Have you heard the cliche, “If you snooze, you lose”? It’s not true in terms of keeping your brain healthy. I’m continuing to review John Medina’s book, Brain Rules: 12 Principles for Surviving and Thriving at Work, Home, and School. Today we’ll talk about Brain Rule #3: “Sleep Well, Think Well.” START SOMEWHERE today to get more blissfully restorative sleep.
Medina opens the chapter with a story about Peter Tripp, a New York disk jockey, who decided to stay awake for 200 hours in 1959. He allowed medical professionals and scientists to observe him, including famed sleep researcher, William Dement. For the first 72 hours of wakefulness, everything seemed normal. But things quickly changed. Tripp became rude and began experiencing hallucinations. According to William Dement, mental impairment set in, including acute paranoid psychosis. Yikes!
During sleep, the brain is not resting at all. Actually, this amazing creation is incredibly active during “rest.” Miles of neurons send electrical commands, using a surprising amount of energy. Medina describes three types of sleepers, termed “chronotypes”, each with their own innate schedules:
- Larks: About 1 in 10 people like to rise early and find their most productive time to be in the morning. Larks cheerfully report a love for breakfast and generally do not need an alarm clock. (This is me!)
- Owls: At the other end of the spectrum, 1 in 10 people prefer to get things done late in the evening and are most alert around 6:00 p.m. Obviously, they need an alarm clock if they have to start their work day before noon. These are the biggest coffee drinkers.
- Hummingbirds: These are the other 80 percent, with some people being more larkish and others being more on the owl end of the spectrum.
Regardless of where you fall on the scale, researchers believe the patterns that govern our sleep and wake cycles are genetic. Almost everyone experiences a “nap zone” — that mid-afternoon period of sleepiness when you really need a catnap. Interestingly, more traffic accidents occur in this time frame than any other time of the day.

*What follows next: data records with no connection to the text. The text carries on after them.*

use std::fmt::{Display, Formatter};

use serde::{Deserialize, Serialize};
use serde_json::Error as SerdeError;

use crate::error::EngineError;

/// JSON envelope returned across the C boundary.
#[derive(Debug, Serialize, Deserialize)]
pub enum AppResponse {
    DatabaseError(String),
    SerializationError(String),
    NotFound(String),
    ValidationError(String),
    BadRequest(String),
    Ok(String),
}

impl Display for AppResponse {
    fn fmt(&self, f: &mut Formatter<'_>) -> std::fmt::Result {
        match self {
            AppResponse::DatabaseError(msg) => write!(f, "Database error: {}", msg),
            AppResponse::SerializationError(msg) => write!(f, "Serialization error: {}", msg),
            AppResponse::NotFound(msg) => write!(f, "Not found: {}", msg),
            AppResponse::ValidationError(msg) => write!(f, "Validation error: {}", msg),
            AppResponse::BadRequest(msg) => write!(f, "Bad Request: {}", msg),
            AppResponse::Ok(msg) => write!(f, "Ok: {}", msg),
        }
    }
}

impl From<EngineError> for AppResponse {
    fn from(err: EngineError) -> Self {
        match err {
            EngineError::NotFound(msg) => AppResponse::NotFound(msg),
            EngineError::Validation(_)
            | EngineError::ParseView(_)
            | EngineError::BigChangeSize { .. }
            | EngineError::Codec(_) => AppResponse::ValidationError(err.to_string()),
            EngineError::Serialization(e) => AppResponse::from(e),
            EngineError::ReadOnly(_) | EngineError::Restricted(_) => {
                AppResponse::BadRequest(err.to_string())
            }
            other => AppResponse::DatabaseError(other.to_string()),
        }
    }
}

impl From<SerdeError> for AppResponse {
    fn from(err: SerdeError) -> Self {
        AppResponse::SerializationError(format!("JSON serialization error: {}", err))
    }
}

impl AppResponse {
    pub fn success(msg: impl Into<String>) -> Self {
        AppResponse::Ok(msg.into())
    }

    /// Serializes `value` into an `Ok` envelope.
    pub fn json<T: Serialize>(value: &T) -> Self {
        match serde_json::to_string(value) {
            Ok(json) => AppResponse::Ok(json),
            Err(e) => AppResponse::from(e),
        }
    }
}
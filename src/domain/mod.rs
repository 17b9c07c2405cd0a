pub mod cid;
pub mod ids;
pub mod relation;
pub mod smartblock;
pub mod value;

pub use relation::{keys, RelationFormat, RelationLink};
pub use smartblock::SmartBlockType;
pub use value::{Details, Value};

What can you do to sleep better and therefore keep your brain working optimally? Here are a few suggestions:
- Embrace the nap zone! Even a 30 minute nap will boost brain performance.
- If possible, set your work schedule to fit your “chronotype”. We start our workday at 7 a.m. To me, when it gets dark, it’s bedtime!
- Have an intentional sleep routine. Turn off all media at least 2 hours before you want to snooze. Keep your bedroom cool and dark.
- Read my previous blog posts for more sleep strategies (1, 2, 3).
LIVE YOUNGER by protecting your brain with blissfully restorative sleep. Let yourself spend about one third of your time in bed. You can do it. I will help you.